Rather than providing a completely de novo transcript annotation , we sought to leverage the existing annotation to provide an updated transcript annotation in which existing ORF-encoding regions, if expressed, were augmented with 5′ and 3′ UTRs and isolated TARs (i.e., those not overlapping an aTAR on the same strand) were added to the transcript annotation as novel TARs (nTARs). Thus, we employed a set of rules that merged the pTAR_opt_set with the aTARs in the previous transcript annotation (Ca21, from the Candida Genome Database ) to form a new set of transcript annotations. The rules are most concisely described diagrammatically in Figure S4. For transcripts found to contain one or more splice junctions, the internal exon coordinates defined by reads spanning those splice junctions are used in place of those defined by the pTARs (i.e., splice junction-derived coordinates override these purely coverage-based coordinates). The more fragmented pTAR_frag_set was used to define transcript boundaries in cases where two or more aTARs were overlapped by a single pTAR (scenario ‘f’ in Figure S4), which typically happens when transcripts are positioned very close to one another on the same strand. In such cases, if a pTAR was found in the more fragmented set that overlapped the edge of one aTAR without also overlapping the edge of the other aTAR, this pTAR was used to define the UTR of the overlapping aTAR in the new annotation.
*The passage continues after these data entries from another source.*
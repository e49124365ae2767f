//! # Schedule Intent Resolver
//!
//! Detects schedule-related questions and answers them deterministically from
//! the knowledge base, before any LLM call. The search runs an ordered list
//! of queries, most specific first, and the first query with any results
//! wins; earlier, more specific queries are preferred even when a later query
//! would return a stronger match.

use crate::{
    providers::db::SqliteProvider,
    types::{Asker, KnowledgeEntry},
    weekday::{resolve_weekday, thai_weekday_of},
};
use chrono::NaiveDate;
use tracing::warn;

/// The cheap intent gate: any of these means the message is likely asking
/// about a timetable or exam schedule.
const SCHEDULE_INTENT_KEYWORDS: [&str; 4] = ["ตาราง", "เรียน", "คาบ", "schedule"];

const IDENTIFY_CLASS_MESSAGE: &str =
    "โปรดเข้าสู่ระบบเพื่อระบุห้องเรียนของคุณ แล้วถามเช่น 'ตารางเรียนวันนี้' ครับ";

/// Answers a schedule question deterministically, or returns `None` when the
/// message carries no schedule intent.
///
/// Every schedule-intent path terminates in a string: a schedule answer, a
/// prompt to identify the asker's class, or a fixed "not found" message.
/// Store errors during the query loop are logged and treated as empty results.
pub async fn answer_schedule_question(
    store: &SqliteProvider,
    message: &str,
    asker: Option<&Asker>,
    today: NaiveDate,
) -> Option<String> {
    let low = message.to_lowercase();
    if !SCHEDULE_INTENT_KEYWORDS.iter().any(|kw| low.contains(kw)) {
        return None;
    }

    let class_code = match asker {
        Some(asker) if !asker.class_code.trim().is_empty() => asker.class_code.as_str(),
        _ => return Some(IDENTIFY_CLASS_MESSAGE.to_string()),
    };

    let day = resolve_weekday(message, today).unwrap_or_else(|| thai_weekday_of(today));

    for query in build_search_queries(class_code, day) {
        let results = match store.search_knowledge(&query).await {
            Ok(results) => results,
            Err(e) => {
                warn!("Schedule search failed for query '{query}': {e}");
                continue;
            }
        };
        if results.is_empty() {
            continue;
        }

        // Prefer an entry matching both the class token and the day token;
        // otherwise take the most recently updated result of this query.
        let chosen = results
            .iter()
            .find(|entry| matches_class_and_day(entry, class_code, day))
            .unwrap_or(&results[0]);
        return Some(format_schedule_answer(&chosen.answer, class_code, day));
    }

    Some(format!(
        "ยังไม่พบตารางของห้อง {class_code} สำหรับวัน{day} ในระบบครับ 📚\n\nกรุณาติดต่อครูประจำชั้นหรือเจ้าหน้าที่เพื่อสอบถามข้อมูลครับ"
    ))
}

/// Builds the prioritized query list, most specific first. Class codes like
/// "ม.1/1" also get a grade-only variant ("ม.1 วันจันทร์").
fn build_search_queries(class_code: &str, day: &str) -> Vec<String> {
    let mut queries = vec![
        format!("{class_code} วัน{day}"),
        format!("วัน{day} {class_code}"),
        format!("ตารางเรียน {class_code} วัน{day}"),
        format!("ตารางเรียน {class_code}"),
    ];
    if let Some((grade, _room)) = class_code.split_once('/') {
        queries.push(format!("{grade} วัน{day}"));
    }
    queries
}

fn matches_class_and_day(entry: &KnowledgeEntry, class_code: &str, day: &str) -> bool {
    let question = entry.question.to_lowercase();
    let answer = entry.answer.to_lowercase();
    let class = class_code.to_lowercase();
    let class_match = question.contains(&class) || answer.contains(&class);
    let day_match = question.contains(day) || answer.contains(day);
    class_match && day_match
}

/// Returns the stored answer as-is when it already carries the schedule icon
/// or a blank line; otherwise prepends a header naming the class and day.
fn format_schedule_answer(answer: &str, class_code: &str, day: &str) -> String {
    if answer.contains("📚") || answer.contains("\n\n") {
        return answer.to_string();
    }
    format!("📚 ตารางเรียนห้อง {class_code} วัน{day}\n\n{answer}")
}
We performed 10,000 rounds of simulation to determine whether the 561 nTARs containing an ORF of length 40 amino acids or longer was more than expected by chance. In each round, 1,443 regions with the same size distribution as the 1,443 nTARs were chosen randomly in a strand-specific fashion from regions of the genome not covered by ORFs in the previous annotation (i.e., the Ca21 ORF-based annotation). The median number of ORFs found per round was 453. 561 or more ORFs were not found in any round of the simulation (P-value <0.0001).
For each transcript model (in either the new or old annotation), reads that uniquely aligned to the genome within its exons or across its splice junctions were counted. One pseudo-count was added to this sum and the resulting modified raw transcript count was converted to a normalized measurement of abundance by normalizing for transcript length and total number of uniquely aligned reads in the sample (i.e., RPKM; reads aligned per kb of transcript per million uniquely aligned reads) , . The fold-change of each transcript between cell types was then computed by dividing its mean RPKM across opaque cell replicates by its mean RPKM across white cell replicates. We employed a recently proposed likelihood ratio test combined with a fold-change cutoff to define sets of differentially expressed transcripts . Specifically, a false discovery rate (FDR) less than or equal to 10−4 and an absolute fold-change greater than or equal to 2 defined a set of 1306 differentially expressed transcripts using the new transcript annotation and a set of 824 using the old annotation. RPKM, fold-change estimates, P-values and FDRs for each transcript can be found in Table S3.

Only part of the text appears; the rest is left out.